Speaking with Wired magazine Thiel said that "uniqueness", "secrets", and a monopoly on the marketplace were the key to successful startups.
Placing importance on the singularity of top-notch business ventures, Thiel explained that, "all happy companies are different, and all unhappy companies are alike in that they fail to escape the sameness that is competition." 



According to Thiel, "every moment in the history of business and the history of technology happens only once." Breakthrough "zero to one" companies such as Google and Facebook have nailed this approach, as their succes means they're "not in direct competition with other companies". 
Essentially, they have a monopoly on the market, and their value as franchises stem from their possession of a product that is unique and non-existent in other parts of the world.
In a ‘dynamic’ world, evolution of both demand (i.e. customer behaviour) as well as the supply of a product or service can also disrupt some monopolies overnight, the way firms like Kodak and Xerox got disrupted. 
Therefore, a creative monopolist reinvests the monopoly profits to innovate new products, improve existing products and figure out better ways of meeting the customer’s demand. Hence, progress usually comes from monopolies, and not from ‘perfect competition’.


Having known the main ways and means of finding monopoly stocks, 
You may find many of such companies around you. But one must review their performance over the past and future potential before choosing for investment
  • These are companies that dominated their presence in their respective domain
  • These are companies that grew in size, stayed up to date with technology.

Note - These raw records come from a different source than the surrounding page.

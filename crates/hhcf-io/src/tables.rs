//! CSV tables of the sampled fields, one row per grid point in row-major order.

use std::path::Path;

use hhcf_core::errors::{ErrorInfo, HhcfError};
use hhcf_spec::{Field, Grid};

use crate::io_error;

const CORRELATION_HEADERS_1D: [&str; 2] = ["distance", "correlation_function"];
const CORRELATION_HEADERS_2D: [&str; 4] = ["x", "y", "distance", "correlation_function"];
const SPECTRUM_HEADERS_1D: [&str; 2] = ["frequency", "spectrum"];
const SPECTRUM_HEADERS_2D: [&str; 4] = ["kx", "ky", "norm", "spectrum"];

fn csv_error(path: &Path, err: csv::Error) -> HhcfError {
    if err.is_io_error() {
        io_error("table-write", path, err)
    } else {
        HhcfError::Serde(
            ErrorInfo::new("table-encode", err.to_string())
                .with_context("path", path.display().to_string()),
        )
    }
}

fn write_table(
    path: &Path,
    grid: &Grid,
    values: &Field,
    headers_1d: &[&str],
    headers_2d: &[&str],
) -> Result<usize, HhcfError> {
    let magnitudes = grid.magnitudes();
    if magnitudes.shape() != values.shape() {
        return Err(HhcfError::Numerical(
            ErrorInfo::new("shape-mismatch", "field does not match its grid")
                .with_context("grid", format!("{:?}", magnitudes.shape()))
                .with_context("field", format!("{:?}", values.shape()))
                .with_context("path", path.display().to_string()),
        ));
    }

    let mut wtr = csv::Writer::from_path(path).map_err(|err| csv_error(path, err))?;
    match values {
        Field::OneD(_) => {
            wtr.write_record(headers_1d)
                .map_err(|err| csv_error(path, err))?;
            for (r, v) in magnitudes.iter().zip(values.iter()) {
                wtr.serialize((r, v)).map_err(|err| csv_error(path, err))?;
            }
        }
        Field::TwoD(_) => {
            wtr.write_record(headers_2d)
                .map_err(|err| csv_error(path, err))?;
            let (x, y) = grid.components();
            let rows = x.iter().zip(y.iter()).zip(magnitudes.iter()).zip(values.iter());
            for (((x, y), r), v) in rows {
                wtr.serialize((x, y, r, v))
                    .map_err(|err| csv_error(path, err))?;
            }
        }
    }
    wtr.flush().map_err(|err| io_error("table-write", path, err))?;
    Ok(values.len())
}

/// Writes a correlation field sampled on the distance grid. Returns the row count.
pub fn write_correlation_table(
    path: &Path,
    distance: &Grid,
    correlation: &Field,
) -> Result<usize, HhcfError> {
    write_table(
        path,
        distance,
        correlation,
        &CORRELATION_HEADERS_1D,
        &CORRELATION_HEADERS_2D,
    )
}

/// Writes a spectral density sampled on the wavevector grid. Returns the row count.
pub fn write_spectrum_table(
    path: &Path,
    frequency: &Grid,
    spectrum: &Field,
) -> Result<usize, HhcfError> {
    write_table(
        path,
        frequency,
        spectrum,
        &SPECTRUM_HEADERS_1D,
        &SPECTRUM_HEADERS_2D,
    )
}
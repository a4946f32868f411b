//! Numeric core turning a height-fluctuation power spectrum into a real-space
//! height-height correlation function.

/// Crate version recorded in run provenance.
pub const VERSION: &str = env!("CARGO_PKG_VERSION");

pub mod accuracy;
pub mod field;
pub mod grid;
pub mod hash;
pub mod normalization;
pub mod params;
pub mod pipeline;
pub mod reference;
pub mod serde;
pub mod spectrum;
pub mod transform;

pub use accuracy::{accuracy_report, AccuracyReport, AccuracyWindow};
pub use field::Field;
pub use grid::{build_grids, AxisSpacing, Dimensionality, Grid, Grids};
pub use hash::stable_hash_string;
pub use normalization::FtNormalization;
pub use params::{derive_parameters, DerivedParameters, PhysicalParameters, RawParameters};
pub use pipeline::{execute, run, RunOutputs, RunSink};
pub use reference::{bessel_k0, reference_correlation, reference_field};
pub use crate::serde::{from_json_slice, from_yaml_slice, to_canonical_json_bytes};
pub use spectrum::{BaseSpectrum, SpectralDensity, SpectrumInputs, SpectrumModel};
pub use transform::{
    irfft, irfft2, rfft, rfft2, FftScaling, InverseTransform, Real1dInverse, Real2dInverse,
    TransformMethod,
};
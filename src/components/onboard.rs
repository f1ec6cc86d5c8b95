//! Onboarding path: collect a name and register the member

use super::data_str;
use super::offer::DEFAULT_DENOMINATION;
use crate::error::FlowError;
use crate::flow::{
    ApiComponent, ComponentContext, ComponentId, DisplayComponent, FlowPath, InputComponent,
    Message, Step, ValidationResult,
};
use crate::ports::{BackendApi, OnboardRequest};
use async_trait::async_trait;
use serde_json::{json, Map, Value};

pub struct OnboardWelcome;

#[async_trait]
impl DisplayComponent for OnboardWelcome {
    async fn render(&self, ctx: &ComponentContext) -> Result<(), FlowError> {
        ctx.send_text(
            "Looks like you're new here. Let's open your Credex account, it only takes a minute.",
        )
        .await
    }
}

#[derive(Debug, Clone, Copy)]
pub enum NameInput {
    First,
    Last,
}

impl NameInput {
    fn field(self) -> &'static str {
        match self {
            NameInput::First => "first_name",
            NameInput::Last => "last_name",
        }
    }
}

/// 3 to 50 characters of letters, spaces, hyphens, or apostrophes
fn valid_name(name: &str) -> bool {
    let len = name.chars().count();
    (3..=50).contains(&len)
        && name.chars().any(char::is_alphabetic)
        && name
            .chars()
            .all(|c| c.is_alphabetic() || c == ' ' || c == '-' || c == '\'')
}

#[async_trait]
impl InputComponent for NameInput {
    const FIELD: &'static str = "name";

    async fn prompt(&self, ctx: &ComponentContext) -> Result<(), FlowError> {
        let question = match self {
            NameInput::First => "What is your first name?",
            NameInput::Last => "And your last name?",
        };
        ctx.send_text(question).await
    }

    async fn parse(
        &self,
        _ctx: &ComponentContext,
        reply: &Message,
    ) -> Result<ValidationResult, FlowError> {
        let name = reply.reply_value();
        Ok(if valid_name(name) {
            ValidationResult::success(json!(name))
        } else {
            ValidationResult::failure(
                "Names must be 3 to 50 letters long. Please try again.",
                self.field(),
            )
        })
    }

    fn to_verified_data(&self, value: &Value) -> Map<String, Value> {
        let mut map = Map::new();
        map.insert(self.field().to_string(), value.clone());
        map
    }
}

pub struct OnboardMemberApiCall;

#[async_trait]
impl ApiComponent for OnboardMemberApiCall {
    async fn call(
        &self,
        ctx: &ComponentContext,
        api: &dyn BackendApi,
    ) -> Result<ValidationResult, FlowError> {
        let data = ctx.state().data().await?;
        let request = OnboardRequest {
            first_name: data_str(&data, "first_name", ComponentId::OnboardMemberApiCall)?,
            last_name: data_str(&data, "last_name", ComponentId::OnboardMemberApiCall)?,
            phone: ctx.recipient().to_string(),
            default_denom: DEFAULT_DENOMINATION.to_string(),
        };

        match api.onboard_member(&request).await {
            Ok(session) => {
                ctx.state().record_login(&session).await?;
                ctx.send_text(format!(
                    "Welcome aboard, {}! Your account is ready.",
                    request.first_name
                ))
                .await?;
                Ok(ValidationResult::success(
                    json!({ "member_id": session.auth.member_id }),
                ))
            }
            Err(e) => ValidationResult::from_api_error(e, "member"),
        }
    }

    fn retry_step(&self) -> Option<Step> {
        Some(Step::new(FlowPath::Onboard, ComponentId::FirstNameInput))
    }
}

#[cfg(test)]
mod tests {
    use super::*;

    #[test]
    fn test_name_rules() {
        assert!(valid_name("Tendai"));
        assert!(valid_name("Mary-Jane O'Neil"));
        assert!(!valid_name("Al"));
        assert!(!valid_name("R2D2"));
        assert!(!valid_name("---"));
        assert!(!valid_name(&"a".repeat(51)));
    }
}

  • They had a better business model, crushed the competition,
  • They run their business model with discipline and focus.
  • They also had great people as leaders that kept them on track or got them back on track when they strayed.
  • These were market leading stocks for decades.
Such companies generate profits continuously and consistently.  This helps their stocks to be expensive but also these stocks provide higher returns.  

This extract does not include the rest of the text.